Q: Why did the hospital decide to go ahead with building its own catheterization lab?

A: So right now patients who need a heart catheterization are transferred to another hospital because we don’t have a facility. So there should be some construction going on over the next few months that will help us build a cath lab that will allow us to do these procedures here so that patients wouldn’t have to travel for routine angiograms and, hopefully in the future, even stents and things like that.

Q: How helpful is it for emergent situations?

A: Oftentimes cardiac care is urgent or an emergency, so the transport time can be harmful if it’s too long. So the goal is to be able to treat some emergencies here. So not only is convenience improved but patient outcomes and safety as well. There’s a phrase we have “time is muscle.” The faster you can get blocked arteries opened the better. When it’s an elective procedure the timing is not as important.

Q: What’s the timeline for the lab look like right now?

A: With construction like this there are often some delays, so I really can’t say right now.

Q: How big is your team?

A: Overall in cardiology right now we have five doctors and then a staff of nurses and ultrasound and nuclear techs who help with stress testing. For the cath lab there will be a doctor and three other people for a single procedure.

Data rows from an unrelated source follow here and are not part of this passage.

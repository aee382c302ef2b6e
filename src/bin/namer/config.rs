use std::fmt;
use std::path::PathBuf;
use std::time::Duration;

use anyhow::{Context, Result};

use image_namer::namer::{Mode, NamerConfig, NamerSettings, RunRequest, TransferDiscipline};

use crate::NamerArgs;

/// Final config combined from CLI arguments and user config file.
#[derive(Debug)]
pub struct Config {
    pub(crate) b_date: PathBuf,
    pub(crate) a_root: PathBuf,
    pub(crate) mode: Mode,
    pub(crate) settings: NamerSettings,
    pub(crate) tick: Duration,
    pub(crate) log: bool,
    pub(crate) debug: bool,
    pub(crate) verbose: bool,
}

impl Config {
    /// Create config from given command line args and user config file.
    pub fn from_args(args: NamerArgs) -> Result<Self> {
        Self::from_parts(args, &NamerConfig::get_user_config())
    }

    fn from_parts(args: NamerArgs, user_config: &NamerConfig) -> Result<Self> {
        let b_date = absolute_path(args.b_date.context("B date folder is required")?)?;
        let a_root = absolute_path(args.a_root.context("A root folder is required")?)?;

        let in_place = args.in_place || user_config.in_place;
        let mode = if in_place {
            Mode::InPlace
        } else {
            let output = args
                .output
                .context("Output folder is required unless renaming in place")?;
            let discipline = if args.copy {
                TransferDiscipline::Copy
            } else {
                args.discipline.or(user_config.discipline).unwrap_or_default()
            };
            Mode::Sorted {
                out_root: absolute_path(output)?,
                discipline,
            }
        };

        let mut settings = user_config.settings();
        settings.allow_date_mismatch |= args.force;

        Ok(Self {
            b_date,
            a_root,
            mode,
            settings,
            tick: user_config.tick(),
            log: !args.no_log && user_config.log_enabled(),
            debug: args.debug || user_config.debug,
            verbose: args.verbose || user_config.verbose,
        })
    }

    pub fn run_request(&self) -> RunRequest {
        RunRequest {
            b_date_root: self.b_date.clone(),
            a_root: self.a_root.clone(),
            mode: self.mode.clone(),
        }
    }
}

/// Canonical path when it exists.
/// Missing paths are kept as given so the run setup can report which folder is missing.
fn absolute_path(path: PathBuf) -> Result<PathBuf> {
    if path.exists() {
        image_namer::resolve_input_path(Some(&path))
    } else {
        Ok(path)
    }
}

impl fmt::Display for Config {
    fn fmt(&self, f: &mut fmt::Formatter<'_>) -> fmt::Result {
        writeln!(f, "Config:")?;
        writeln!(f, "  b_date:         {}", self.b_date.display())?;
        writeln!(f, "  a_root:         {}", self.a_root.display())?;
        writeln!(f, "  mode:           {}", self.mode)?;
        writeln!(f, "  retry_attempts: {}", self.settings.transfer.retry_attempts)?;
        writeln!(f, "  retry_backoff:  {:?}", self.settings.transfer.retry_backoff)?;
        writeln!(
            f,
            "  verify_size:    {}",
            image_namer::colorize_bool(self.settings.transfer.verify_size)
        )?;
        writeln!(f, "  fsync:          {}", image_namer::colorize_bool(self.settings.transfer.fsync))?;
        writeln!(
            f,
            "  date mismatch:  {}",
            image_namer::colorize_bool(self.settings.allow_date_mismatch)
        )?;
        writeln!(f, "  sort:           {}", image_namer::colorize_bool(self.settings.sort))?;
        writeln!(f, "  log:            {}", image_namer::colorize_bool(self.log))?;
        writeln!(f, "  debug:          {}", image_namer::colorize_bool(self.debug))?;
        write!(f, "  verbose:        {}", image_namer::colorize_bool(self.verbose))
    }
}

#[cfg(test)]
mod namer_cli_config_tests {
    use super::*;

    use std::fs;
    use std::path::Path;

    use clap::Parser;
    use tempfile::TempDir;

    struct Dirs {
        _root: TempDir,
        b_date: PathBuf,
        a_root: PathBuf,
        out: PathBuf,
    }

    fn create_dirs() -> Dirs {
        let root = TempDir::new().expect("Failed to create temp dir");
        let create = |name: &str| {
            let path = root.path().join(name);
            fs::create_dir_all(&path).expect("Failed to create directory");
            dunce::canonicalize(path).expect("Failed to canonicalize")
        };
        let b_date = create("B/250527");
        let a_root = create("A");
        let out = create("out");
        Dirs {
            _root: root,
            b_date,
            a_root,
            out,
        }
    }

    fn parse(args: &[&str]) -> NamerArgs {
        NamerArgs::try_parse_from(std::iter::once("namer").chain(args.iter().copied())).expect("valid args")
    }

    fn path_str(path: &Path) -> &str {
        path.to_str().expect("utf-8 path")
    }

    #[test]
    fn sorted_mode_defaults_to_move() {
        let dirs = create_dirs();
        let args = parse(&[
            path_str(&dirs.b_date),
            path_str(&dirs.a_root),
            "--output",
            path_str(&dirs.out),
        ]);
        let config = Config::from_parts(args, &NamerConfig::default()).expect("valid config");

        assert_eq!(
            config.mode,
            Mode::Sorted {
                out_root: dirs.out.clone(),
                discipline: TransferDiscipline::Move,
            }
        );
        assert!(config.log);
        assert_eq!(config.settings, NamerSettings::default());
    }

    #[test]
    fn copy_flag_selects_copy_discipline() {
        let dirs = create_dirs();
        let args = parse(&[path_str(&dirs.b_date), path_str(&dirs.a_root), "-o", path_str(&dirs.out), "-c"]);
        let config = Config::from_parts(args, &NamerConfig::default()).expect("valid config");

        assert!(matches!(
            config.mode,
            Mode::Sorted {
                discipline: TransferDiscipline::Copy,
                ..
            }
        ));
    }

    #[test]
    fn user_config_discipline_is_used_without_cli_option() {
        let dirs = create_dirs();
        let user_config = NamerConfig::from_toml_str("[namer]\ndiscipline = \"copy\"").expect("valid toml");
        let args = parse(&[path_str(&dirs.b_date), path_str(&dirs.a_root), "-o", path_str(&dirs.out)]);
        let config = Config::from_parts(args, &user_config).expect("valid config");
        assert!(matches!(
            config.mode,
            Mode::Sorted {
                discipline: TransferDiscipline::Copy,
                ..
            }
        ));

        let args = parse(&[
            path_str(&dirs.b_date),
            path_str(&dirs.a_root),
            "-o",
            path_str(&dirs.out),
            "--discipline",
            "move",
        ]);
        let config = Config::from_parts(args, &user_config).expect("valid config");
        assert!(matches!(
            config.mode,
            Mode::Sorted {
                discipline: TransferDiscipline::Move,
                ..
            }
        ));
    }

    #[test]
    fn output_is_required_unless_in_place() {
        let dirs = create_dirs();
        let args = parse(&[path_str(&dirs.b_date), path_str(&dirs.a_root)]);
        assert!(Config::from_parts(args, &NamerConfig::default()).is_err());

        let args = parse(&[path_str(&dirs.b_date), path_str(&dirs.a_root), "--in-place"]);
        let config = Config::from_parts(args, &NamerConfig::default()).expect("valid config");
        assert_eq!(config.mode, Mode::InPlace);
    }

    #[test]
    fn flags_are_merged_with_user_config() {
        let dirs = create_dirs();
        let user_config =
            NamerConfig::from_toml_str("[namer]\nin_place = true\nverbose = true\nlog = true").expect("valid toml");
        let args = parse(&[path_str(&dirs.b_date), path_str(&dirs.a_root), "--force", "--no-log"]);
        let config = Config::from_parts(args, &user_config).expect("valid config");

        assert_eq!(config.mode, Mode::InPlace);
        assert!(config.verbose);
        assert!(!config.log);
        assert!(config.settings.allow_date_mismatch);
    }

    #[test]
    fn missing_folder_is_kept_for_setup_error() {
        let dirs = create_dirs();
        let missing = dirs.a_root.join("missing");
        let args = parse(&[path_str(&dirs.b_date), path_str(&missing), "--in-place"]);
        let config = Config::from_parts(args, &NamerConfig::default()).expect("valid config");
        assert_eq!(config.a_root, missing);
    }

    #[test]
    fn copy_conflicts_with_discipline() {
        let result = NamerArgs::try_parse_from(["namer", "b", "a", "-c", "-d", "move"]);
        assert!(result.is_err());
    }

    #[test]
    fn completion_does_not_require_paths() {
        let args = NamerArgs::try_parse_from(["namer", "--completion", "zsh"]).expect("valid args");
        assert!(args.completion.is_some());
        assert!(args.b_date.is_none());
    }
}
//! Date folder classification and lookup.
//!
//! Capture folders are named either `YYMMDD` or `YYYYMMDD`.
//! Both reduce to the same six digit run key.

use std::fmt;
use std::fs;
use std::io;
use std::path::{Path, PathBuf};
use std::sync::LazyLock;

use regex::Regex;

static RE_DATE_FOLDER: LazyLock<Regex> =
    LazyLock::new(|| Regex::new(r"^(?:[0-9]{6}|[0-9]{8})$").expect("Failed to create regex pattern for date folder"));

/// Length of the canonical run key.
const RUN_KEY_LENGTH: usize = 6;

/// Canonical six digit date that identifies one run, for example `250527`.
#[derive(Debug, Clone, PartialEq, Eq, Hash, PartialOrd, Ord)]
pub struct RunKey(String);

impl RunKey {
    /// Create a run key from a date folder name.
    ///
    /// Returns `None` if the name is not a date folder.
    #[must_use]
    pub fn from_folder_name(name: &str) -> Option<Self> {
        is_date_folder(name).then(|| Self(to_run_key(name).to_string()))
    }

    #[must_use]
    pub fn as_str(&self) -> &str {
        &self.0
    }
}

impl fmt::Display for RunKey {
    fn fmt(&self, f: &mut fmt::Formatter<'_>) -> fmt::Result {
        f.write_str(&self.0)
    }
}

impl AsRef<str> for RunKey {
    fn as_ref(&self) -> &str {
        &self.0
    }
}

/// Check if the name is exactly 6 or exactly 8 ASCII digits.
#[must_use]
pub fn is_date_folder(name: &str) -> bool {
    RE_DATE_FOLDER.is_match(name)
}

/// Return the last six characters of a date folder name.
///
/// The caller is expected to have checked the name with [`is_date_folder`].
#[must_use]
pub fn to_run_key(name: &str) -> &str {
    name.char_indices()
        .rev()
        .nth(RUN_KEY_LENGTH - 1)
        .map_or(name, |(start, _)| &name[start..])
}

/// Find the A-side date folder matching the run key directly under `a_root`.
///
/// A folder matches when the last six of all digits in its name equal the run key.
/// Priority: a folder named exactly the run key, then a folder whose digits are
/// exactly eight long, then any other match. Ties are broken by the smallest name.
/// Returns `Ok(None)` if `a_root` does not exist or nothing matches.
pub fn find_date_folder(a_root: &Path, run_key: &RunKey) -> io::Result<Option<PathBuf>> {
    let entries = match fs::read_dir(a_root) {
        Ok(entries) => entries,
        Err(error) if error.kind() == io::ErrorKind::NotFound => return Ok(None),
        Err(error) => return Err(error),
    };

    let mut candidates: Vec<(String, PathBuf)> = Vec::new();
    for entry in entries {
        let entry = entry?;
        let path = entry.path();
        if !path.is_dir() {
            continue;
        }
        let name = crate::os_str_to_string(&entry.file_name());
        if digit_suffix_matches(&name, run_key) {
            candidates.push((name, path));
        }
    }

    if let Some((_, path)) = candidates.iter().find(|(name, _)| name == run_key.as_str()) {
        return Ok(Some(path.clone()));
    }

    let eight_digit = candidates
        .iter()
        .filter(|(name, _)| digits(name).len() == 8)
        .min_by(|a, b| a.0.cmp(&b.0));

    Ok(eight_digit
        .or_else(|| candidates.iter().min_by(|a, b| a.0.cmp(&b.0)))
        .map(|(_, path)| path.clone()))
}

/// Collect the ASCII digits of a name.
fn digits(name: &str) -> String {
    name.chars().filter(char::is_ascii_digit).collect()
}

fn digit_suffix_matches(name: &str, run_key: &RunKey) -> bool {
    let digits = digits(name);
    digits.len() >= RUN_KEY_LENGTH && digits[digits.len() - RUN_KEY_LENGTH..] == *run_key.as_str()
}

One person scrubbed with the doctor, one person monitoring the patient, one person logging the procedure in the back for paperwork purposes. And we need enough staff to cover days off and vacations. I anticipate we’ll need around nine or 10 cath lab staff members.

Q: Which patients are generally the best candidates for catheterization?

A: Oftentimes it’s patients who have been having chest discomfort and have a stress test that turns out to be abnormal. That would be one way to end up with a heart catheterization. Another common way is for a patient to be having chest pain at home, come to the emergency and then found to have had a heart attack based on blood test results or an EKG. Those patients would need a heart catheterization.

Q: In the meantime, what does your practice look like?

A: Right now I’m seeing patients in the office, on call in the hospital, reading ultrasounds, stress tests. So the noninvasive parts of cardiology I’m still doing until the cath lab is open.

Q: What drew your interest to cardiology?

A: You do see with catheterization or stents people who are really suffering feel better very quickly when you open up the artery. So it’s very gratifying to be able to do a procedure that makes them feel better, prolongs their life. And in elective situations we can still improve quality of life so that people who are having trouble exerting themselves, who may even have trouble walking, we can help them be more active and have a better quality of life.

Q: What are some targets you’re hoping to hit in terms of patients scene and procedures done?

A: I don’t have any specific numbers. I think the most important thing is that we build the cath lab well, we do the procedures well, we do a good service. So however long that takes in terms of getting staff trained is how long it will take. To me the quality is more important than the numbers.

 

Lifelines

Name: Jayadeep S Varanasi, M.D.

Position: Cardiologist at Auburn Community Hospital

Career: Most recently served as medical director of cardiac catheterization lab at Moses Cone Memorial Hospital, Greensboro, North Carolina

Hometown: Wappingers Falls

Education: SUNY Buffalo Jacobs School of Medicine and Biomedical Sciences; residency in internal medicine, University of North Carolina at Chapel Hill; fellowship in cardiology at University of North Carolina at Chapel Hill; fellowship in intervention cardiology at University of Massachusetts

Affiliations: Auburn Community Hospital

Organizations: American College of Cardiology

Quote: “It is my good fortune to be in a profession that can be supremely gratifying. Seeing a patient quickly recover from a heart attack is rewarding. However, I especially enjoy working with patients actively to prevent cardiac disease and maintain good health.”